I have below function to integrate;
$$\int_{0}^{\infty} \frac{J_{0}(ax)x^3}{k^2-x^2} dx$$ here $a,k$ are constants. Since this is an odd function, I am not allowed to extend the limits from negative infinity to positive infinity. Therefore, I am planning to have a contour in the first quadrant, and apply the residue theorem. In that case, I have no idea how the Bessel functions behave in that region of the contour. Can someone please throw some light on this ?
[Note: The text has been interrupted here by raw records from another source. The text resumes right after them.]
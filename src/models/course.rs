//! Course record, `ParIndx` hole data, and the course catalog.
//!
//! Hole data arrives as a single comma-separated `ParIndx` cell: 18 pars
//! followed by 18 stroke indexes, optionally preceded by one offset field.
//! The catalog resolves a course name (case/space-insensitive) against an
//! ordered list of sources - sheet-loaded courses first, then the builtin
//! table - so a missing or empty Courses sheet degrades to known data
//! instead of an unusable scorecard.

use std::collections::HashMap;

use serde::{Deserialize, Serialize};
use tracing::debug;

use crate::utils::format::normalize_name;

/// One course row from the Courses sheet.
#[derive(Debug, Clone, Serialize, Deserialize, Default)]
pub struct Course {
    #[serde(rename = "courseName")]
    pub course_name: String,
    #[serde(rename = "parIndx", default)]
    pub par_indx: String,
    #[serde(rename = "courseURL", default)]
    pub course_url: String,
    #[serde(rename = "courseMaploc", default)]
    pub course_maploc: String,
    #[serde(rename = "clubName", default)]
    pub club_name: String,
    #[serde(rename = "courseImage", default, skip_serializing_if = "Option::is_none")]
    pub course_image: Option<String>,
}

/// Per-hole par and stroke-index arrays for one course. Stroke index 1 is
/// the hardest hole; a well-formed course uses each of 1..=18 exactly once.
#[derive(Debug, Clone, Copy, PartialEq, Eq, Serialize, Deserialize)]
pub struct HoleData {
    pub pars: [u32; 18],
    pub indexes: [u32; 18],
}

impl Course {
    /// Decode the `ParIndx` cell. A 37-token cell carries a leading offset
    /// field before the 18 pars; a 36-token cell starts with the pars
    /// directly. Anything shorter has no usable hole data.
    pub fn hole_data(&self) -> Option<HoleData> {
        let tokens: Vec<&str> = self.par_indx.split(',').map(str::trim).collect();
        let (par_tokens, index_tokens) = if tokens.len() >= 37 {
            (&tokens[1..19], &tokens[19..37])
        } else if tokens.len() >= 36 {
            (&tokens[0..18], &tokens[18..36])
        } else {
            return None;
        };

        let mut pars = [0u32; 18];
        let mut indexes = [0u32; 18];
        for (slot, tok) in pars.iter_mut().zip(par_tokens) {
            *slot = tok.parse().unwrap_or(0);
        }
        for (slot, tok) in indexes.iter_mut().zip(index_tokens) {
            *slot = tok.parse().unwrap_or(0);
        }
        Some(HoleData { pars, indexes })
    }
}

/// A place hole data can come from. Lookup keys are pre-normalized
/// (lowercased, whitespace stripped).
pub trait CourseSource {
    fn label(&self) -> &'static str;
    fn lookup(&self, normalized_name: &str) -> Option<HoleData>;
}

/// Courses loaded from the Courses sheet.
pub struct SheetCourses {
    by_name: HashMap<String, HoleData>,
}

impl SheetCourses {
    pub fn new(courses: &[Course]) -> Self {
        let by_name = courses
            .iter()
            .filter_map(|c| {
                let key = normalize_name(&c.course_name);
                if key.is_empty() {
                    return None;
                }
                c.hole_data().map(|data| (key, data))
            })
            .collect();
        Self { by_name }
    }
}

impl CourseSource for SheetCourses {
    fn label(&self) -> &'static str {
        "sheet"
    }

    fn lookup(&self, normalized_name: &str) -> Option<HoleData> {
        self.by_name.get(normalized_name).copied()
    }
}

/// The builtin course table, used when the sheet has nothing for a course.
pub struct BuiltinCourses;

impl CourseSource for BuiltinCourses {
    fn label(&self) -> &'static str {
        "builtin"
    }

    fn lookup(&self, normalized_name: &str) -> Option<HoleData> {
        BUILTIN_COURSES
            .iter()
            .find(|(name, _, _)| normalize_name(name) == normalized_name)
            .map(|&(_, pars, indexes)| HoleData { pars, indexes })
    }
}

/// Ordered course-name resolver: sources are tried in sequence and the
/// first hit wins.
pub struct CourseCatalog {
    sources: Vec<Box<dyn CourseSource + Send + Sync>>,
}

impl CourseCatalog {
    pub fn new(sources: Vec<Box<dyn CourseSource + Send + Sync>>) -> Self {
        Self { sources }
    }

    /// Sheet courses first, builtin table as fallback.
    pub fn from_sheet(courses: &[Course]) -> Self {
        Self::new(vec![
            Box::new(SheetCourses::new(courses)),
            Box::new(BuiltinCourses),
        ])
    }

    /// Builtin table only, for when no Courses sheet is reachable.
    pub fn builtin_only() -> Self {
        Self::new(vec![Box::new(BuiltinCourses)])
    }

    pub fn lookup(&self, course_name: &str) -> Option<HoleData> {
        let key = normalize_name(course_name);
        if key.is_empty() {
            return None;
        }
        for source in &self.sources {
            if let Some(data) = source.lookup(&key) {
                debug!(course = course_name, source = source.label(), "Resolved course data");
                return Some(data);
            }
        }
        None
    }
}

/// Pars and stroke indexes for the courses the society has played, kept as
/// a fallback for when the Courses sheet is unreachable or incomplete.
#[rustfmt::skip]
const BUILTIN_COURSES: &[(&str, [u32; 18], [u32; 18])] = &[
    ("Ardee",
     [4,3,4,5,4,4,4,4,3,4,4,4,3,5,4,4,4,4], [8,14,4,18,2,12,10,6,16,9,15,5,17,1,11,13,7,3]),
    ("DonabateYR",
     [3,5,4,3,4,5,4,3,5,4,3,4,4,4,4,4,5,4], [9,7,3,17,1,5,15,13,11,4,10,16,6,12,8,18,14,2]),
    ("DeerPark",
     [4,3,4,4,4,3,5,4,5,4,3,4,4,5,3,4,4,5], [10,2,14,16,9,18,5,6,12,1,15,11,17,8,13,7,4,3]),
    ("Balcarrick",
     [4,4,4,4,3,5,3,5,4,4,4,4,4,4,5,3,5,4], [17,7,3,13,11,5,15,9,1,18,2,12,10,4,8,16,14,6]),
    ("Elmgreen",
     [4,5,4,4,3,4,3,4,4,4,3,4,4,4,4,5,3,4], [3,11,15,5,13,17,9,7,1,10,18,12,2,8,14,4,16,6]),
    ("HeadfortNew",
     [4,5,4,3,4,5,3,4,4,4,3,4,4,5,4,5,3,4], [6,18,10,14,2,8,16,4,12,9,11,5,1,15,3,17,13,7]),
    ("HeadfortOld",
     [5,3,4,5,4,4,5,3,4,3,5,4,4,3,4,4,4,4], [17,12,5,8,1,3,18,14,10,16,13,4,6,11,15,2,7,9]),
    ("HollywoodLakes",
     [4,4,4,3,5,3,4,4,5,4,3,4,4,5,5,4,3,4], [8,4,12,14,18,10,2,6,16,3,11,17,9,1,15,5,13,7]),
    ("KilkeaCastle",
     [4,5,4,3,5,3,4,4,4,3,4,5,4,3,4,3,4,4], [11,4,12,6,13,18,2,3,15,17,10,14,8,16,7,5,1,9]),
    ("Killeen",
     [5,4,4,4,4,3,4,3,5,5,4,4,4,3,4,5,4,3], [14,4,12,8,2,16,6,18,10,15,7,3,11,9,1,17,5,13]),
    ("KilleenCastle",
     [4,5,4,4,4,3,5,3,4,4,4,5,4,3,5,3,4,4], [3,9,12,13,4,11,15,17,1,5,7,16,8,14,18,10,6,2]),
    ("Moyvalley",
     [4,3,4,4,3,5,4,5,4,4,4,4,5,3,4,4,3,5], [10,16,4,8,18,6,2,14,12,15,7,5,9,13,17,3,11,1]),
    ("Newbridge",
     [5,4,3,5,4,3,4,4,5,4,3,4,4,3,4,4,4,5], [16,10,12,6,8,18,2,4,14,1,11,17,3,9,13,7,5,15]),
    ("Roganstown",
     [4,3,4,5,5,3,4,4,3,5,4,3,4,4,4,4,3,5], [4,18,6,16,14,8,2,10,12,11,7,15,1,13,9,3,17,5]),
    ("Rosslare",
     [4,3,5,4,4,4,5,3,4,3,4,5,4,3,4,4,4,5], [10,9,14,8,2,13,6,12,3,11,1,17,16,15,7,5,4,18]),
    ("Sillogue",
     [4,3,5,4,5,4,3,4,3,4,4,5,3,4,4,4,4,4], [4,10,7,12,5,16,15,1,17,2,8,3,13,14,11,9,18,6]),
    ("RoyalCurragh",
     [5,4,4,3,4,4,5,4,4,4,3,5,5,3,4,3,4,4], [14,6,17,4,16,8,12,3,10,7,13,5,2,15,11,18,1,9]),
    ("Rathcore",
     [5,4,4,3,4,4,4,4,3,5,3,4,5,4,4,3,4,5], [5,9,7,11,3,17,15,1,13,18,14,2,12,10,4,6,16,8]),
    ("StMargarets",
     [4,3,5,4,3,4,4,5,4,4,4,5,3,4,3,5,5,4], [13,17,11,1,15,3,5,9,7,10,6,18,12,4,14,16,8,2]),
    ("Trim",
     [3,5,5,4,4,4,3,4,5,4,4,3,4,4,4,4,4,5], [10,4,6,14,2,12,16,8,18,17,7,15,5,13,11,3,1,9]),
    ("Tulfarris",
     [5,3,4,4,4,3,4,4,5,4,3,4,5,4,5,3,4,4], [12,16,4,2,14,10,18,8,6,1,17,7,15,9,13,11,5,3]),
    ("Rathsllagh",
     [5,4,4,3,4,5,3,4,4,4,5,4,3,4,4,5,3,4], [13,2,15,11,9,6,17,4,7,1,10,12,18,14,8,5,16,3]),
    ("ConcraWood",
     [5,4,4,5,4,3,4,4,3,4,4,3,5,3,5,4,4,4], [13,3,17,5,1,15,11,7,9,6,4,16,12,18,14,2,8,10]),
    ("Royal_Tara",
     [5,4,5,4,3,4,4,3,5,4,3,4,3,5,3,4,4,5], [12,4,6,16,18,14,2,10,8,1,17,5,15,11,13,3,7,9]),
    ("Font",
     [4,4,3,4,5,4,4,3,5,4,5,3,4,4,5,3,3,5], [17,5,6,7,15,2,18,11,1,10,8,12,16,3,14,13,9,4]),
    ("Alicante",
     [5,4,3,5,4,3,4,3,5,5,4,3,4,5,3,5,3,4], [17,5,15,13,1,9,3,7,11,18,6,16,2,12,8,14,4,10]),
    ("Millicent",
     [5,5,4,3,4,4,4,4,3,4,4,4,5,4,3,5,3,5], [2,18,10,16,12,4,6,8,14,5,7,13,17,15,11,3,9,1]),
];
Bessel functions on the imaginary line behave as the modified Bessel functions $(I_0(x))$ which are roughly exponentially increasing, so you'd have to take the lower quadrant to even have a chance for the far part of the contour to vanish. You will also have problems with contour integration already because of the $x=k$ point. This is why I wouldn't recommend contour integration, it does not look like the right type of integral to do that. You'll see that the integral over the far contour wouldn't vanish anyway:
The integral won't converge in the traditional sense. Asymptotically, you have $$J_0(x)\asymp \sqrt{\frac{2}{\pi x}}\cos (x-\pi/4) $$ so your integrand behaves as $$\sim\int^\infty \frac{x^{2.5}\times \text{oscillatory}}{k^2-x^2}dx\sim \int^\infty \sqrt{x}\times \text{oscillatory}\,dx$$ which is asymptotically something similar to adding a sum of the form $1-\sqrt{2}+\sqrt{3}-\sqrt{4}+\cdots$ (very roughly illustrated).
I'm not sure if one could regularize this integral to assign a finite value to it, but I'd be really careful where this even comes from.